Почему распространенность определителей номера оказалась для меня такой неожиданностью? Этот вопрос терзал меня до сих пор.
Я очень старалась забыть этот случай. К несчастью, первые три цифры его телефона (который я, разумеется, запомнила в тот роковой вечер) совпадали с домашним номером Лизы, потому я все время боялась случайно позвонить ему и напомнить о себе.
Я пыхтела, прыгая по ступенькам, мучительно вспоминала этот постыдный эпизод и перебирала длинный список оплошностей на свиданиях и любовных промахов, отчего они еще ярче и сильнее пламенели в моей памяти.
Наконец, после кошмарного четвертого захода, я внезапно сообразила, что последние полчаса изгоняла своих дьяволов. Странная ирония судьбы, учитывая, где я нахожусь. Задыхаясь, я потащилась домой, чувствуя себя так, словно упустила счастливую возможность.
В офисе, три кружки кофе спустя, я решила, что жестокое прошлое было лишь прологом к удивительным отношениям, которые вот-вот начнутся у нас с Аароном. Ошибки сделали меня сильнее и мудрее, и я, разумеется, никогда их не повторю. Я во многом стала другим человеком — уверенным, серьезным и решительным. Во всяком случае, по сравнению с той Сэмми, которая только-только переехала в Вашингтон.
Может, помог разбор полетов, а может — огромное количество кофеина в крови, но день оказался на редкость продуктивным. В основном я готовила открытые заседания, которые Р.Г. проведет по всему Огайо в конце августа, во время сенатских каникул.
Открытые заседания — это большие регламентированные собрания, площадки для диалога между Р.Г. и его избирателями. Кто угодно может прийти и задать вопрос или высказать свое мнение. Р.Г. часами разговаривает с людьми.

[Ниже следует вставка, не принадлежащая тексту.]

//! SMTP delivery over lettre
//!
//! Plain-text Spanish notifications, one per lifecycle event. Wording is
//! deliberately minimal: the desk owns the full template set elsewhere,
//! and this module only guarantees the ticket id, brand and status reach
//! the client.

use async_trait::async_trait;
use lettre::message::header::ContentType;
use lettre::message::Mailbox;
use lettre::transport::smtp::authentication::Credentials;
use lettre::{AsyncSmtpTransport, AsyncTransport, Message, Tokio1Executor};
use tracing::info;

use super::{Notifier, NotifyError, RunSummary};
use crate::config::{CompanyConfig, SmtpConfig};
use crate::types::{Brand, TicketStatus, WarrantyRecord};

/// Production notifier: SMTPS relay with username/password auth.
pub struct SmtpNotifier {
    transport: AsyncSmtpTransport<Tokio1Executor>,
    from: Mailbox,
    admin: Option<Mailbox>,
    company: String,
}

impl SmtpNotifier {
    /// Build the notifier from configuration.
    ///
    /// Fails fast on an unusable configuration (missing host, unparseable
    /// sender) instead of failing per message mid-run.
    pub fn from_config(smtp: &SmtpConfig, company: &CompanyConfig) -> Result<Self, NotifyError> {
        if smtp.host.is_empty() {
            return Err(NotifyError::Config("smtp.host is not set".to_string()));
        }

        let from_address = if smtp.from.is_empty() {
            &smtp.username
        } else {
            &smtp.from
        };
        let from = parse_mailbox(from_address)?;

        let admin = if company.admin_email.is_empty() {
            None
        } else {
            Some(parse_mailbox(&company.admin_email)?)
        };

        let transport = AsyncSmtpTransport::<Tokio1Executor>::relay(&smtp.host)
            .map_err(|e| NotifyError::Transport(e.to_string()))?
            .port(smtp.port)
            .credentials(Credentials::new(
                smtp.username.clone(),
                smtp.password.clone(),
            ))
            .build();

        Ok(Self {
            transport,
            from,
            admin,
            company: company.name.clone(),
        })
    }

    async fn deliver(&self, to: Mailbox, subject: &str, body: String) -> Result<(), NotifyError> {
        let message = Message::builder()
            .from(self.from.clone())
            .to(to)
            .subject(subject)
            .header(ContentType::TEXT_PLAIN)
            .body(body)
            .map_err(|e| NotifyError::Message(e.to_string()))?;

        self.transport
            .send(message)
            .await
            .map_err(|e| NotifyError::Transport(e.to_string()))?;
        Ok(())
    }

    fn admin_mailbox(&self) -> Result<Mailbox, NotifyError> {
        self.admin
            .clone()
            .ok_or_else(|| NotifyError::Config("company.admin_email is not set".to_string()))
    }
}

/// Subject line for a status transition, matching the desk's vocabulary.
fn subject_for(status: TicketStatus) -> &'static str {
    match status {
        TicketStatus::Recibida => "Confirmación de Solicitud de Garantía",
        TicketStatus::Tramitada => "Actualización de Garantía - En Tramitación",
        TicketStatus::Aceptada => "Garantía Aceptada - Siguiente Paso",
        TicketStatus::Denegada => "Resolución de Garantía - Información Importante",
    }
}

fn status_body(company: &str, ticket_id: &str, brand: Brand, status: TicketStatus) -> String {
    let situation = match status {
        TicketStatus::Recibida => "ha sido registrada",
        TicketStatus::Tramitada => "se encuentra en tramitación",
        TicketStatus::Aceptada => "ha sido ACEPTADA",
        TicketStatus::Denegada => "no ha podido ser aprobada",
    };
    format!(
        "Estimado cliente,\n\n\
         Su solicitud de garantía {situation}.\n\n\
         Ticket: {ticket_id}\n\
         Marca: {brand}\n\
         Estado actual: {status}\n\n\
         Conserve su número de ticket para futuras consultas.\n\n\
         Saludos cordiales,\n\
         El equipo de {company}\n"
    )
}

fn parse_mailbox(address: &str) -> Result<Mailbox, NotifyError> {
    address
        .trim()
        .parse::<Mailbox>()
        .map_err(|e| NotifyError::InvalidAddress {
            address: address.to_string(),
            message: e.to_string(),
        })
}

#[async_trait]
impl Notifier for SmtpNotifier {
    async fn status_update(
        &self,
        ticket_id: &str,
        email: &str,
        brand: Brand,
        new_status: TicketStatus,
    ) -> Result<(), NotifyError> {
        let to = parse_mailbox(email)?;
        let body = status_body(&self.company, ticket_id, brand, new_status);
        self.deliver(to, subject_for(new_status), body).await?;
        info!(ticket_id, email, status = %new_status, "Status update email sent");
        Ok(())
    }

    async fn intake_confirmation(&self, record: &WarrantyRecord) -> Result<(), NotifyError> {
        let to = parse_mailbox(&record.client_email)?;
        let body = status_body(
            &self.company,
            &record.ticket_id,
            record.brand,
            TicketStatus::Recibida,
        );
        self.deliver(to, subject_for(TicketStatus::Recibida), body)
            .await?;
        info!(ticket_id = %record.ticket_id, "Intake confirmation email sent");
        Ok(())
    }

    async fn intake_admin_alert(&self, record: &WarrantyRecord) -> Result<(), NotifyError> {
        let to = self.admin_mailbox()?;
        let subject = format!("Nueva solicitud de garantía - {}", record.brand);
        let body = format!(
            "Nueva solicitud de garantía recibida.\n\n\
             Ticket: {}\n\
             Marca: {}\n\
             Empresa: {}\n\
             Email: {}\n\
             Modelo: {}\n\n\
             Problema:\n{}\n",
            record.ticket_id,
            record.brand,
            record.client_name,
            record.client_email,
            record.product_model,
            record.issue_description,
        );
        self.deliver(to, &subject, body).await?;
        info!(ticket_id = %record.ticket_id, "Intake admin alert sent");
        Ok(())
    }

    async fn admin_summary(&self, summary: &RunSummary) -> Result<(), NotifyError> {
        let to = self.admin_mailbox()?;
        let mut body = format!(
            "Resumen diario de notificaciones de estado de garantía.\n\n\
             Tickets evaluados: {}\n\
             Cambios detectados: {}\n\
             Enviadas correctamente: {}\n\
             Fallidas: {}\n",
            summary.tickets_seen, summary.changes_detected, summary.sent, summary.failed,
        );
        if !summary.failed_tickets.is_empty() {
            body.push_str("\nNotificaciones fallidas:\n");
            for failure in &summary.failed_tickets {
                body.push_str(&format!(
                    "- {} ({}): {}\n",
                    failure.ticket_id, failure.status, failure.error
                ));
            }
        }
        self.deliver(to, "Estado de Garantía - Resumen Diario", body)
            .await?;
        info!(sent = summary.sent, failed = summary.failed, "Admin summary sent");
        Ok(())
    }
}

Я люблю открытые заседания, и не только потому, что Р.Г. на них особенно хорош. Для меня это праздники ответственности и общения (пусть иногда скучные и утомительные). Главная связь представительной демократии — связь между избираемым и избирателями, и странно, что большинство сенаторов не проводят подобных заседаний.
В августовском турне Р.Г. собирался в основном сосредоточиться на вопросах здравоохранения, поэтому я отправлюсь с ним. Конечно, я хотела, чтобы все прошло гладко, поэтому с головой погрузилась в планирование. Надо было выбрать места, арендовать транспорт, собрать информацию, кратко перевести законы на человеческий язык, и много чего еще.
Среда прошла в таком же лихорадочном тумане, а четверг настал раньше, чем я о нем вспомнила. В половине шестого утра меня разбудила мама: она позвонила узнать, все ли хорошо, потому что ей сейчас приснилось, будто меня раздавила гигантская скрепка для бумаг.
Обычно мама не придает большого значения снам, поэтому ее звонок меня удивил. Пока она расписывала, как скрепка свалилась с предрассветного неба, я слушала в трубке «Желтую подводную лодку» и размышляла, поставила она компакт-диск на повтор, как обычно, или нет. В шестидесятых, в Беркли, мама была не только студентом-политологом, но и фанаткой английских рок-групп. Она с радостью раскрыла объятия британскому вторжению и особенно полюбила «Битлз», «Роллинг Стоунз» и «Ху». По ее мнению, музыка, рожденная на туманном Альбионе, превосходит все, что могли выдавить из себя Штаты. Когда ей было чуть за двадцать, она организовала ряд фан-клубов, уговорила папу отрастить волосы и придала британский акцент своему среднезападному выговору.
Закончив аспирантуру, мама отказалась от работы в Стэнфорде и поселилась с моим отцом в Огайо, где он модернизировал молочную ферму, которая уже много поколений принадлежала его семье. На этой процветающей новой ферме мать привила мне особую любовь к служению обществу, хотя сама с удовольствием преподавала в местном колледже.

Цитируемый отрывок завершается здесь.